Stoker comes to Scurveyshire to do research for Dracula, which was not published until 1897. He is immediately informed that “We ain’t had but one vampire in Scurveyshire, and he retired from it long ago to go into the tea business. Last we heard, he had a big plantation in Norway.” But before he can leave, he learns that Scurveyshire is being terrorized by the long-dead necromancer, Black Rodney. His interest is piqued.

Stoker interviews Constable Chumley at The Lying Tart, where the local brew goes straight to his head and incites him to entertain the night’s customers by reciting rather lurid nursery rhymes. “Yer flothering bandy fair made a clogger that brawsty night,” the constable recalls.

The next night, Stoker disappears. Forever. It is discovered that the itinerant spider girl, Lizzie Snivel, fell madly in love with Scurveyshire’s exotic visitor: and also that he took advantage of her infatuation to purchase from her a rare Tasmanian blow-dried spider at a shamefully low price. Miss Lizzie, the only witness, insists that Mr. Stoker, hunting for traces of Black Rodney, ventured dangerously close to the wading pool in the vicar’s back yard. “I fear he was dragged under by them tentacles!” she cries. “Oh, I should have stopped him!”

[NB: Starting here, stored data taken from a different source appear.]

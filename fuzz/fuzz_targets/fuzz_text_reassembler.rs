//! Fuzz target: `TextReassembler::push`
//!
//! Splits arbitrary bytes into chunks at positions taken from the input
//! itself and feeds them to the text-channel accumulator.  It must never
//! panic, never buffer more than its capacity and never yield a message
//! containing the closing delimiter.
//!
//! cargo fuzz run fuzz_text_reassembler

#![no_main]

use libfuzzer_sys::fuzz_target;
use steptosign::link::{MAX_TEXT_FRAME, TextReassembler};

fuzz_target!(|data: &[u8]| {
    let Some((&step, body)) = data.split_first() else {
        return;
    };
    let step = usize::from(step).max(1);

    let mut r = TextReassembler::new();
    for chunk in body.chunks(step) {
        if let Ok(messages) = r.push(chunk) {
            for m in messages {
                assert!(!m.contains('>'), "message kept its closing delimiter");
            }
        }
        assert!(r.pending() <= MAX_TEXT_FRAME);
    }

    r.reset();
    assert_eq!(r.pending(), 0);
});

Still trying to plan his wedding to Lady Margo Cargo, Lord Jeremy Coldsore finds it hard to do his duty as Scurveyshire’s justice of the peace. “I don’t have time to investigate the disappearance of a Pidgin-speaking Irishman!” he cries. So there is no investigation, and the wading pool has claimed another victim.

We are promised that in Chapter CCXXXI, Lord Jeremy will acquire a new cravat especially for the wedding.

About leeduigon

I have lived in Metuchen, NJ, all my life. I have been married to my wife Patricia since 1977. I am a former newspaper editor and reporter. I was also the owner-operator of my own small business for several years. I wrote various novels and short stories published during 1980s and 1990s. I am a long-time student of judo and Japanese swordsmanship (kenjutsu). I also play chess, basketball, and military and sports simulations. View all posts by leeduigon

3 responses to “Bram Stoker Visits Scurveyshire (‘Oy, Rodney’)

  • Phoebe

    Let’s see … if Stoker disappeared under the vicar’s wading pool in 1850, and “Dracula” (sorry, I don’t know how to do italics in WordPress) was published in 1897, then there must be a large industrial complex somewhere under the wading pool, complete with publishing and distribution facilities and … perhaps … run by moles? and a subterranean octopus or two, to account for the tentacles? (I think my mind has gone under the wading pool by this time.)

    Liked by 1 person

  • Joshua M. Swanson

    Once Black Rodney and Dracula team up, Lord Jeremy and his friends won’t stand a chance! Not mentioning all the moles… and kraken!